Ask HN: Why hasn't x86 caught up with Apple M series?
My daily workhorse is a M1 Pro that I purchased on release date, It has been one of the best tech purchases I have made, even now it really deals with anything I throw at it. My daily work load is regularly having a Android emulator, iOS simulator and a number of Dockers containers running simultaneously and I never hear the fans, battery life has taken a bit of a hit but it is still very respectable.
I wanted a new personal laptop, and I was debating between a MacBook Air or going for a Framework 13 with Linux.
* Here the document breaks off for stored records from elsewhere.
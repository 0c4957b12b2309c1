//! Rendering proxy fallback for JavaScript-heavy pages.
//!
//! The proxy renders the page and answers with plain text of the form
//! `Title: ...`, `URL Source: ...`, `Markdown Content:` followed by the body.

use super::Strategy;
use crate::config::ScrapeConfig;
use crate::error::Result;
use crate::tools::clean::truncate_chars;
use crate::tools::extract::org_from_host;
use crate::tools::fetch::HttpFetcher;
use crate::tools::scrape::MAX_TEXT_CHARS;
use crate::types::{Attempt, PartialJob, RawExtraction, DEFAULT_TITLE};
use async_trait::async_trait;
use tracing::warn;
use url::Url;

const TITLE_PREFIX: &str = "Title:";
const CONTENT_MARKER: &str = "Markdown Content:";
const SOURCE_MARKER: &str = "URL Source:";

pub struct ReaderStrategy {
    fetcher: HttpFetcher,
    base: String,
}

impl ReaderStrategy {
    pub fn new(cfg: &ScrapeConfig) -> Result<Self> {
        Ok(Self {
            fetcher: HttpFetcher::new(cfg, cfg.render_timeout())?,
            base: cfg.endpoints.reader.clone(),
        })
    }
}

#[async_trait]
impl Strategy for ReaderStrategy {
    fn name(&self) -> &'static str {
        "reader"
    }

    /// Always succeeds; a proxy failure yields a placeholder pointing at the
    /// listing itself.
    async fn attempt(&self, url: &Url) -> Attempt {
        let proxied = format!("{}{}", self.base, url);
        let headers = [("accept", "text/plain"), ("x-return-format", "markdown")];
        match self.fetcher.get_text(&proxied, &headers).await {
            Ok(text) => Attempt::Success(parse_rendered(&text, url)),
            Err(e) => {
                warn!(url = %url, error = %e, "reader fetch failed, using placeholder");
                Attempt::Success(placeholder(url))
            }
        }
    }
}

/// Split proxy output into title and body.
///
/// The body starts after `Markdown Content:`, else after `URL Source:`, else
/// after the first line.
pub fn parse_rendered(text: &str, url: &Url) -> RawExtraction {
    let lines: Vec<&str> = text
        .lines()
        .map(str::trim)
        .filter(|line| !line.is_empty())
        .collect();

    let marker = |m: &str| lines.iter().position(|line| line.starts_with(m));
    let body_start = marker(CONTENT_MARKER)
        .or_else(|| marker(SOURCE_MARKER))
        .map_or(1, |i| i + 1);

    let title = lines[..body_start.min(lines.len())]
        .iter()
        .find_map(|line| line.strip_prefix(TITLE_PREFIX))
        .map(str::trim)
        .filter(|t| !t.is_empty())
        .unwrap_or(DEFAULT_TITLE);

    let body = lines.get(body_start..).unwrap_or_default().join("\n");
    RawExtraction::new(
        fields(title, url),
        truncate_chars(&body, MAX_TEXT_CHARS),
    )
}

/// Record used when the proxy cannot be reached.
pub fn placeholder(url: &Url) -> RawExtraction {
    RawExtraction::new(
        fields(DEFAULT_TITLE, url),
        format!("See full listing at: {url}"),
    )
}

fn fields(title: &str, url: &Url) -> PartialJob {
    PartialJob {
        title: Some(title.to_string()),
        organization_name: Some(org_from_host(url)),
        application_url: Some(url.to_string()),
        ..Default::default()
    }
}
I wanted to lean into learning something new so went with the Framework and I must admit I am regretting it a bit.
The M1 was released back in 2020 and I bought the Ryzen AI 340 which is one of the newest 2025 chips from AMD, so AMD has 5 years of extra development and I had expected them to get close to the M1 in terms of battery efficiency and thermals.
The Ryzen is using a TSMC N4P process compared to the older N5 process, I managed to find a TSMC press release showing the performance/efficiency gains from the newer process: “When compared to N5, N4P offers users a reported +11% performance boost or a 22% reduction in power consumption. Beyond that, N4P can offer users a 6% increase in transistor density over N5”
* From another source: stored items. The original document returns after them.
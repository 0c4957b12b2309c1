use crate::error::*;
use reqwest::{redirect, Client};
use std::time::Duration;

const REDIRECT_LIMIT: usize = 10;
const POOL_IDLE_TIMEOUT_SEC: u64 = 90;

/// Build a reqwest client whose every request is bounded by `timeout`.
pub(crate) fn build_client(timeout: Duration) -> Result<Client> {
    Client::builder()
        .redirect(redirect::Policy::limited(REDIRECT_LIMIT))
        .gzip(true)
        .brotli(true)
        .deflate(true)
        .timeout(timeout)
        .connect_timeout(timeout)
        .pool_idle_timeout(Duration::from_secs(POOL_IDLE_TIMEOUT_SEC))
        .build()
        .map_err(|e| ScrapeError::Config(format!("failed to build http client: {e}")))
}
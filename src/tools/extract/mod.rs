pub mod types;
mod utils;

#[cfg(test)]
mod tests;

pub use types::*;
pub use utils::{json_str, scalar_string};
use utils::*;

use crate::tools::clean::title_case;
use crate::tools::types::{Jsonld, Metadata};
use url::Url;

/// Extract every JobPosting item from parsed JSON-LD data, in page order.
///
/// The `@type` match is case-insensitive and accepts type arrays
/// (`["JobPosting", "Thing"]`).
///
/// ## Examples
/// ```ignore
/// let postings = extract_job_postings(&jsonld);
/// let first = postings.first();
/// ```
pub fn extract_job_postings(jsonld: &Jsonld) -> Vec<ExtractJobPostingResult> {
    find_jsonld_type(jsonld, "JobPosting")
        .into_iter()
        .map(extract_job_posting_fields)
        .collect()
}

/// Extract title and site name from page metadata.
pub fn extract_page_meta(metadata: &Metadata) -> ExtractPageMetaResult {
    ExtractPageMetaResult {
        title: find_metadata_value(metadata, &["og:title", "title"]),
        site_name: find_metadata_value(metadata, &["og:site_name"]),
    }
}

/// Guess an organization name from a host: drop `www.`, keep the first DNS
/// label, hyphens to spaces, title-case.
///
/// # Examples
/// ```
/// use jobscrape::tools::extract::org_from_host;
/// use url::Url;
///
/// let url = Url::parse("https://www.big-widgets.example.com/jobs/1").unwrap();
/// assert_eq!(org_from_host(&url), "Big Widgets");
/// ```
pub fn org_from_host(url: &Url) -> String {
    let host = url.host_str().unwrap_or_default().replace("www.", "");
    let label = host.split('.').next().unwrap_or_default();
    title_case(&label.replace('-', " "))
}

/// Title-case a URL slug (`acme-labs` → `Acme Labs`).
pub fn org_from_slug(slug: &str) -> String {
    title_case(&slug.replace('-', " "))
}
I am sorely disappointed, using the Framework feels like using an older Intel based Mac. If I open too many tabs in Chrome I can feel the bottom of the laptop getting hot, open a YouTube video and the fans will often spin up.
Why haven’t AMD/Intel been able to catch up? Is x86 just not able to keep up with the ARM architecture? When can we expect a x86 laptop chip to match the M1 in efficiency/thermals?!
To be fair I haven’t tried Windows on the Framework yet it might be my Linux setup being inefficient.
Cheers, Stephen
notebookcheck.com does pretty comprehensive battery and power efficiency testing - not of every single device, but they usually include a pretty good sample of the popular options.
Am learning x86 in order to build nice software for the Framework 12 i3 13-1315U (raptor lake). Going into the optimization manuals for intel's E-cores (apparently Atom) and AMD's 5c cores. The efficiency cores on the M1 MacBook Pro are awesome. Getting debian or Ubuntu with KDE to run this on a FW12 will be mind-boggling.
However, this doesn't really hold up as the cause for the difference. The Zen4/5 chips, for example, source the vast majority of their instructions out of their uOp trace cache, where the instructions have already been decoded. This also saves power - even on ARM, decoders take power.
People have been trying to figure out the "secret sauce" since the M chips have been introduced. In my opinion, it's a combination of:
1) The apple engineers did a superb job creating a well balanced architecture
2) Being close to their memory subsystem with lots of bandwidth and deep buffers so they can use it is great. For example, my old M2 Pro macbook has more than twice the memory bandwidth than the current best desktop CPU, the zen5 9950x. That's absurd, but here we are...
3) AMD and Intel heavily bias on the costly side of the watts vs performance curve. Even the compact zen cores are optimized more for area than wattage. I'm curious what a true low power zen core (akin to the apple e cores) would do.
ARM is great. Those M are the only thing I could buy used and put Linux on it.
This hasn't been true for decades. Mainframes are fast because they have proprietary architectures that are purpose-built for high throughput and redundancy, not because they're RISC. The pre-eminent mainframe architecture these days (z/Architecture) is categorized as CISC.
Processors are insanely complicated these days. Branch prediction, instruction decoding, micro-ops, reordering, speculative execution, cache tiering strategies... I could go on and on but you get the idea. It's no longer as obvious as "RISC -> orthogonal addressing and short instructions -> speed".
Even though this was the case for the most part during the entire history of PPC Macs (I owned two during these years)
https://chipsandcheese.com/p/arm-or-x86-isa-doesnt-matter
In terms of performance though, those N4P Ryzen chips have knocked it out of the park for my use-cases. It's a great architecture for desktop/datacenter applications, still.
TIL:
https://en.wikipedia.org/wiki/Monopole_(company)#Racing_cars
I was kind of hoping that there was some little-known x84 standard that never saw the light of day, but instead all I found was classic French racing cars.
Who here would be interested in testing a distro like debian with builds optimized for the Framework devices?
Once you normalize for either efficiency cores or performance cores, you'll quickly realize that the node lead is the largest advantage Apple had. Those guys were right, the writing was on the wall in 2019.